3. An apparatus as claimed in claim 2, wherein the at least one screw has a substantially constant root diameter in said the feed zone and an increasing root diameter in the compression zone to increase the pressure of the mixture of material and water therein.

4. An apparatus as claimed in claim 3, wherein the root diameter of the at least one screw remains substantially constant in the reaction zone.

5. An apparatus as claimed in claim 2 or claim 3, wherein the root diameter of the at least one screw has a reducing root diameter and/or increasing flight spacing in the heating zone to account for thermal expansion of the mixture.

6. An apparatus as claimed in any preceding claim, wherein a mixing zone is defined in the extruder barrel between the feed zone and compression zone wherein the material to be treated and the water is mixed.

7. An apparatus as claimed in any preceding claim, further comprising cooling means for cooling the compression zone of the extrusion barrel, thereby preventing phase change of the water during compression.

8. An apparatus as claimed in any preceding claim, wherein the extrusion barrel has a substantially constant internal diameter in each of said feed, compression, heating and reaction zones.

9. An apparatus as claimed in any preceding claim, wherein the mixture is compressed to a pressure of at least 217.7 atmospheres in the compression zone.

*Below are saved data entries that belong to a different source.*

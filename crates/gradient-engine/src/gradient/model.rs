use super::{GradientStop, Rgba, RotationMatrix, StopId};

/// How the 1-D ramp is expanded over the plane.
///
/// The discriminant is the selector uploaded to the field shader.
#[derive(Debug, Copy, Clone, Default, Eq, PartialEq, Hash)]
#[repr(u32)]
pub enum GradientKind {
    #[default]
    Linear = 0,
    Radial = 1,
    Angular = 2,
}

impl GradientKind {
    pub const ALL: [GradientKind; 3] = [Self::Linear, Self::Radial, Self::Angular];

    #[inline]
    pub const fn selector(self) -> u32 {
        self as u32
    }

    pub const fn title(self) -> &'static str {
        match self {
            Self::Linear => "Linear",
            Self::Radial => "Radial",
            Self::Angular => "Angular",
        }
    }
}

/// Editable gradient description.
///
/// Stops are kept in insertion order; sorting and boundary padding happen at
/// render time. `rotation_angle` is in degrees and unconstrained.
#[derive(Debug, Clone, PartialEq)]
pub struct Gradient {
    pub kind: GradientKind,
    pub stops: Vec<GradientStop>,
    pub rotation_angle: f32,
}

impl Default for Gradient {
    /// Two-stop white → black linear gradient.
    fn default() -> Self {
        Self {
            kind: GradientKind::Linear,
            stops: vec![
                GradientStop::new(0.0, Rgba::WHITE),
                GradientStop::new(1.0, Rgba::BLACK),
            ],
            rotation_angle: 0.0,
        }
    }
}

impl Gradient {
    pub fn new(kind: GradientKind, stops: Vec<GradientStop>, rotation_angle: f32) -> Self {
        Self {
            kind,
            stops,
            rotation_angle,
        }
    }

    #[inline]
    pub fn rotation_matrix(&self) -> RotationMatrix {
        RotationMatrix::from_degrees(self.rotation_angle)
    }

    pub fn set_kind(&mut self, kind: GradientKind) {
        self.kind = kind;
    }

    pub fn set_rotation(&mut self, angle: f32) {
        self.rotation_angle = angle;
    }

    pub fn stop(&self, id: StopId) -> Option<&GradientStop> {
        self.stops.iter().find(|s| s.id() == id)
    }

    fn stop_mut(&mut self, id: StopId) -> Option<&mut GradientStop> {
        self.stops.iter_mut().find(|s| s.id() == id)
    }

    /// Inserts a stop halfway between the last two stops (in list order),
    /// colored with their average, just before the last stop.
    ///
    /// With a single stop the "pair" is that stop alone, so the new stop gets
    /// half its location and half its color.
    pub fn insert_stop(&mut self) -> StopId {
        let Some(last_index) = self.stops.len().checked_sub(1) else {
            let stop = GradientStop::new(0.0, Rgba::TRANSPARENT);
            self.stops.push(stop);
            return stop.id();
        };

        let tail = &self.stops[self.stops.len().saturating_sub(2)..];
        let location = tail.iter().map(|s| s.location).sum::<f32>() / 2.0;
        let sum = tail.iter().fold([0.0f32; 4], |acc, s| {
            let c = s.color.to_array();
            [acc[0] + c[0], acc[1] + c[1], acc[2] + c[2], acc[3] + c[3]]
        });
        let color = Rgba::from_array(sum.map(|c| c / 2.0));

        let stop = GradientStop::new(location, color);
        self.stops.insert(last_index, stop);
        stop.id()
    }

    /// Removes a stop. A gradient never drops below two stops; returns
    /// `false` when the removal is refused or the id is unknown.
    pub fn remove_stop(&mut self, id: StopId) -> bool {
        if self.stops.len() <= 2 {
            return false;
        }
        let before = self.stops.len();
        self.stops.retain(|s| s.id() != id);
        self.stops.len() != before
    }

    /// Moves a stop to `location` clamped to [0, 1], then re-sorts stops by
    /// location (stable).
    pub fn move_stop(&mut self, id: StopId, location: f32) -> bool {
        let Some(stop) = self.stop_mut(id) else { return false };
        stop.location = location.clamp(0.0, 1.0);
        self.stops.sort_by(|a, b| a.location.total_cmp(&b.location));
        true
    }

    pub fn set_stop_color(&mut self, id: StopId, color: Rgba) -> bool {
        let Some(stop) = self.stop_mut(id) else { return false };
        stop.color = color;
        true
    }
}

10. An apparatus as claimed in any preceding claim, wherein the heating means is arranged to heat the mixture to a temperature of at least 374.4° C in the heating zone of the extrusion barrel.

1 1 . An apparatus as claimed in claim 10, wherein the heating means is arranged to heat the reaction zone of the extrusion barrel to maintain the temperature of the material in therein.

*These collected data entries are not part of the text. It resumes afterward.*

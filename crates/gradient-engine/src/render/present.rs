use super::common::{
    begin_clear_pass, create_pipeline, filtering_sampler_entry, load_shader, quad_vbo,
    sampled_texture_entry, PipelineSpec, QuadVertex,
};
use super::{GradientTextures, RenderCtx};

/// Blits the field texture onto a presentable target.
///
/// The field is square; it is drawn into the largest centered square of the
/// target and the remainder is cleared to black.
pub struct PresentPass {
    shader: wgpu::ShaderModule,
    bind_group_layout: wgpu::BindGroupLayout,
    bind_group: wgpu::BindGroup,
    quad_vbo: wgpu::Buffer,

    pipeline_format: Option<wgpu::TextureFormat>,
    pipeline: Option<wgpu::RenderPipeline>,
}

impl PresentPass {
    pub fn new(
        device: &wgpu::Device,
        textures: &GradientTextures,
        format: wgpu::TextureFormat,
    ) -> Self {
        let shader = load_shader(
            device,
            "gradient present shader",
            include_str!("shaders/present.wgsl"),
        );

        let bind_group_layout = device.create_bind_group_layout(&wgpu::BindGroupLayoutDescriptor {
            label: Some("gradient present bgl"),
            entries: &[sampled_texture_entry(0), filtering_sampler_entry(1)],
        });

        let bind_group = device.create_bind_group(&wgpu::BindGroupDescriptor {
            label: Some("gradient present bind group"),
            layout: &bind_group_layout,
            entries: &[
                wgpu::BindGroupEntry {
                    binding: 0,
                    resource: wgpu::BindingResource::TextureView(textures.field_view()),
                },
                wgpu::BindGroupEntry {
                    binding: 1,
                    resource: wgpu::BindingResource::Sampler(textures.sampler()),
                },
            ],
        });

        let mut pass = Self {
            shader,
            bind_group_layout,
            bind_group,
            quad_vbo: quad_vbo(device, "gradient present quad vbo"),
            pipeline_format: None,
            pipeline: None,
        };
        pass.ensure_pipeline(device, format);
        pass
    }

    /// Records the blit into `target`, whose size is `(width, height)` in
    /// physical pixels.
    pub fn encode(
        &mut self,
        ctx: &RenderCtx<'_>,
        encoder: &mut wgpu::CommandEncoder,
        target: &wgpu::TextureView,
        format: wgpu::TextureFormat,
        (width, height): (u32, u32),
    ) {
        self.ensure_pipeline(ctx.device, format);
        let Some(pipeline) = self.pipeline.as_ref() else { return };

        let mut rpass =
            begin_clear_pass(encoder, "gradient present pass", target, wgpu::Color::BLACK);

        let Some((x, y, side)) = centered_square(width, height) else { return };
        rpass.set_viewport(x as f32, y as f32, side as f32, side as f32, 0.0, 1.0);

        rpass.set_pipeline(pipeline);
        rpass.set_bind_group(0, &self.bind_group, &[]);
        rpass.set_vertex_buffer(0, self.quad_vbo.slice(..));
        rpass.draw(0..4, 0..1);
    }

    fn ensure_pipeline(&mut self, device: &wgpu::Device, format: wgpu::TextureFormat) {
        if self.pipeline_format == Some(format) && self.pipeline.is_some() {
            return;
        }

        if let Some(previous) = self.pipeline_format {
            log::debug!(
                "present target format changed {previous:?} -> {format:?}; rebuilding pipeline"
            );
        }

        self.pipeline = Some(create_pipeline(
            device,
            PipelineSpec {
                label: "gradient present pipeline",
                shader: &self.shader,
                bind_group_layouts: &[&self.bind_group_layout],
                vertex_buffers: &[QuadVertex::layout()],
                topology: wgpu::PrimitiveTopology::TriangleStrip,
                format,
            },
        ));
        self.pipeline_format = Some(format);
    }
}

/// Largest square centered in a `width`×`height` target as `(x, y, side)`.
///
/// Returns `None` for a zero-area target.
pub(crate) fn centered_square(width: u32, height: u32) -> Option<(u32, u32, u32)> {
    let side = width.min(height);
    if side == 0 {
        return None;
    }
    Some(((width - side) / 2, (height - side) / 2, side))
}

12. An apparatus as claimed in any preceding claim, wherein the speed of the drive means and the pitch and/or root diameter of the screw in the reaction zone are selected such that the mixture remains in the reaction zone for at least 10 second before leaving the extruder.

13. A method for carrying out super critical water oxidation of a material in an extrusion process comprising the steps of feeding material to be treated into a feed zone of an the extrusion barrel having at least one extrusion screw driven to rotate therein, adding water to the material in or adjacent the feed zone at substantially ambient pressure, compressing the mixture of material and water to supercritical pressure in a compression zone and heating the mixture to supercritical temperature in a compression zone of the extrusion barrel and passing the mixture of material and water under supercritical conditions through a reaction zone of the extrusion barrel wherein supercritical water oxidation of the material takes place, before exhausting the material via an discharge port of the extrusion barrel.

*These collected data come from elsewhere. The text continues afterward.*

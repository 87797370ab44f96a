use anyhow::Result;

use super::{PresentSurface, SurfaceErrorAction, SurfaceFrame};

/// A [`PresentSurface`] backed by a plain texture.
///
/// Availability can be toggled to simulate refreshes where no drawable is
/// obtainable. Presented frames are counted.
pub struct OffscreenSurface {
    texture: wgpu::Texture,
    format: wgpu::TextureFormat,
    size: (u32, u32),
    available: bool,
    presented: u64,
}

impl OffscreenSurface {
    pub fn new(
        device: &wgpu::Device,
        width: u32,
        height: u32,
        format: wgpu::TextureFormat,
    ) -> Self {
        let texture = device.create_texture(&wgpu::TextureDescriptor {
            label: Some("offscreen surface texture"),
            size: wgpu::Extent3d {
                width: width.max(1),
                height: height.max(1),
                depth_or_array_layers: 1,
            },
            mip_level_count: 1,
            sample_count: 1,
            dimension: wgpu::TextureDimension::D2,
            format,
            usage: wgpu::TextureUsages::RENDER_ATTACHMENT | wgpu::TextureUsages::COPY_SRC,
            view_formats: &[],
        });

        Self {
            texture,
            format,
            size: (width.max(1), height.max(1)),
            available: true,
            presented: 0,
        }
    }

    pub fn set_available(&mut self, available: bool) {
        self.available = available;
    }

    pub fn presented_frames(&self) -> u64 {
        self.presented
    }

    /// Reads back the last presented contents as RGBA8, row-major.
    pub fn read_pixels(&self, device: &wgpu::Device, queue: &wgpu::Queue) -> Result<Vec<[u8; 4]>> {
        crate::render::read_texture_rgba8(device, queue, &self.texture)
    }
}

impl PresentSurface for OffscreenSurface {
    fn acquire(&mut self) -> Result<SurfaceFrame, SurfaceErrorAction> {
        if !self.available {
            return Err(SurfaceErrorAction::SkipFrame);
        }

        let view = self
            .texture
            .create_view(&wgpu::TextureViewDescriptor::default());
        Ok(SurfaceFrame::offscreen(view, self.format, self.size))
    }

    fn present(&mut self, _frame: SurfaceFrame) {
        self.presented += 1;
    }
}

14. A method as claimed in claim 13, wherein the different zones of the extruder are defined by changes in the root diameter of the at least one screw within the extrusion barrel.

15. A method as claimed in claim 13 or claim 14, comprising increasing the pressure of the mixture of material and water to a pressure of at least 217.7 atmospheres in the compression zone.

16. A method as claimed in any of claims 13 to 15, comprising heating the mixture to a temperature of at least 374.4° C in the heating zone.

17. A method as claimed in any of claims 13 to 16, comprising maintaining the material in the reaction zone for at least ten seconds.